An investor must decide how to invest his initial wealth $w_{0}$ in $n$ assets for the coming year. At the end of the year, one unit of asset $i$ will be worth $X_{i}, i=1, \ldots, n$, where $X=\left(X_{1}, \ldots, X_{n}\right)^{T}$ has a multivariate normal distribution with mean $\mu$ and non-singular covariance matrix $V$. At the beginning of the year, one unit of asset $i$ costs $p_{i}$. In addition, he may invest in a riskless bank account; an initial investment of 1 in the bank account will have grown to $1+r>1$ at the end of the year.

(a) The investor chooses to hold $\theta_{i}$ units of asset $i$, with the remaining $\varphi=w_{0}-\theta \cdot p$ in the bank account. His objective is to minimise the variance of his wealth $w_{1}=\varphi(1+r)+\theta \cdot X$ at the end of the year, subject to a required mean value $m$ for $w_{1}$. Derive the optimal portfolio $\theta^{*}$, and the minimised variance.

(b) Describe the set $A \subseteq \mathbb{R}^{2}$ of achievable pairs $\left(\mathbb{E}\left[w_{1}\right], \operatorname{var}\left(w_{1}\right)\right)$ of mean and variance of the terminal wealth. Explain what is meant by the mean-variance efficient frontier as you do so.

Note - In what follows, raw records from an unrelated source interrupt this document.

use {
    super::registry::{EntityMatch, EntityRegistry},
    crate::domain::entity::TableConfig,
    crate::domain::error::AuditError,
    crate::domain::event::{CapturedEvent, RowChange, value_as_id},
    crate::domain::id::TenantId,
    crate::domain::repository::JunctionLookup,
    std::sync::Arc,
};

/// A captured change attributed to one business entity.
#[derive(Debug, Clone, PartialEq, Eq)]
pub struct Attribution {
    pub entity_type: &'static str,
    pub entity_label: &'static str,
    pub entity_id: String,
}

/// Turns table-level changes into entity-level attributions.
pub struct EntityResolver {
    registry: Arc<EntityRegistry>,
    junctions: Arc<dyn JunctionLookup>,
}

impl EntityResolver {
    pub fn new(registry: Arc<EntityRegistry>, junctions: Arc<dyn JunctionLookup>) -> Self {
        Self {
            registry,
            junctions,
        }
    }

    pub fn registry(&self) -> &EntityRegistry {
        &self.registry
    }

    /// Attribute `event` to every entity its table belongs to. Each match is
    /// resolved independently; matches that resolve to nothing are left out.
    pub async fn resolve_all(
        &self,
        tenant_id: &TenantId,
        event: &CapturedEvent,
    ) -> Result<Vec<Attribution>, AuditError> {
        let mut out = Vec::new();
        for matched in self.registry.entity_configs_for(&event.table) {
            if let Some(attribution) = self.resolve(tenant_id, event, matched).await? {
                out.push(attribution);
            }
        }
        Ok(out)
    }

    /// Resolve one `(event, table config)` pair. `Ok(None)` means the change
    /// is not audit-worthy for this entity or its owner could not be found.
    pub async fn resolve(
        &self,
        tenant_id: &TenantId,
        event: &CapturedEvent,
        matched: &EntityMatch,
    ) -> Result<Option<Attribution>, AuditError> {
        let entity_id = match matched.table_config {
            TableConfig::Extension { .. } if matches!(event.change, RowChange::Insert { .. }) => {
                tracing::debug!(
                    table = %event.table,
                    record_id = %event.record_id,
                    entity_type = matched.entity_type,
                    "extension insert, not audited"
                );
                return Ok(None);
            }
            TableConfig::Root { .. } | TableConfig::Extension { .. } => {
                Some(event.record_id.clone())
            }
            TableConfig::Child {
                entity_id_column, ..
            } => {
                let owner = event.change.current().get(entity_id_column).and_then(value_as_id);
                if owner.is_none() {
                    tracing::debug!(
                        table = %event.table,
                        record_id = %event.record_id,
                        column = entity_id_column,
                        "child row has no owning entity id"
                    );
                }
                owner
            }
            TableConfig::Indirect { junction, .. } => {
                let owner = self
                    .junctions
                    .find_owner(tenant_id, &junction, &event.record_id)
                    .await?;
                if owner.is_none() {
                    tracing::debug!(
                        table = %event.table,
                        record_id = %event.record_id,
                        junction = junction.table,
                        "no junction row, dropping attribution"
                    );
                }
                owner
            }
        };

        Ok(entity_id.map(|entity_id| Attribution {
            entity_type: matched.entity_type,
            entity_label: matched.label,
            entity_id,
        }))
    }
}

(c) Suppose that the investor requires expected mean wealth at time 1 to be $m$. He wishes to minimise the expected shortfall $\mathbb{E}\left[\left(w_{1}-(1+r) w_{0}\right)^{-}\right]$subject to this requirement. Show that he will choose a portfolio corresponding to a point on the mean-variance efficient frontier.